Characterization of native and recombinant bovine pregnancy-associated glycoproteins.

Pregnancy-associated glycoproteins (PAGs) are products of the ruminant placenta that belong to the aspartic proteinase family. Extensive glycosylation may account for the size and heterogeneity of their molecules. To assess this we investigated the effect of glycosidase and tunicamycin treatments on native (n) and mammalian-cell generated recombinant (r) bovine PAGs. Native PAG came from explant culture conditioned medium (150 days pregnancy) while rPAG was obtained by transfection of HEK 293 cells with the bPAG-1 gene employing the PRcRSV expression vector. The undigested nPAG gave a homogenous band at 67 kDa after one-dimensional SDS-PAGE, silver staining and Western blotting, but rPAG gave dual bands at 54 and 52 kDa.
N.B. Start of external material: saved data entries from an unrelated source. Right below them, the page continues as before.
//! Capped exponential backoff between a fixer invocation and the gate re-run.

use std::time::Duration;

/// Delay before the first retry.
pub const BASE_TIMEOUT: Duration = Duration::from_secs(1);

/// Upper bound for any single wait.
pub const MAX_TIMEOUT: Duration = Duration::from_secs(600);

/// Backoff policy controlling the delay between retry attempts.
///
/// Deliberately jitter-free so wait sequences are reproducible.
#[derive(Debug, Clone, PartialEq, Eq)]
pub enum BackoffPolicy {
    /// `min(base * 2^retry_index, max)`.
    Exponential { base: Duration, max: Duration },
    /// No delay between retries.
    None,
}

impl BackoffPolicy {
    /// Compute the delay for a given retry index (0 for the first retry).
    pub fn delay(&self, retry_index: u32) -> Duration {
        match self {
            BackoffPolicy::Exponential { base, max } => 2u32
                .checked_pow(retry_index)
                .and_then(|factor| base.checked_mul(factor))
                .map_or(*max, |d| d.min(*max)),
            BackoffPolicy::None => Duration::ZERO,
        }
    }

    /// The first `retries` delays, in order.
    pub fn schedule(&self, retries: u32) -> Vec<Duration> {
        (0..retries).map(|i| self.delay(i)).collect()
    }
}

impl Default for BackoffPolicy {
    fn default() -> Self {
        BackoffPolicy::Exponential {
            base: BASE_TIMEOUT,
            max: MAX_TIMEOUT,
        }
    }
}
PNGase F digestion of nPAG gave five bands ranging from 60 to 37 kDa and digestion of rPAG gave three bands ranging from 54 to 37 kDa. On two-dimensional electrophoresis, the undigested pI ranges of n- and rPAGs were 4.7-5.6 and 7.3-8.8, respectively. The digested isoforms of n- and rPAGs had pI ranges from 5.1 to 8.5 and 7.9-8.5, respectively. Tunicamycin treatment had no effect on the mobility of nPAG but it had a pronounced time-dependant effect on the mobility of rPAG. Our findings indicate that both n- and rPAGs have principally N-linked oligosacharides.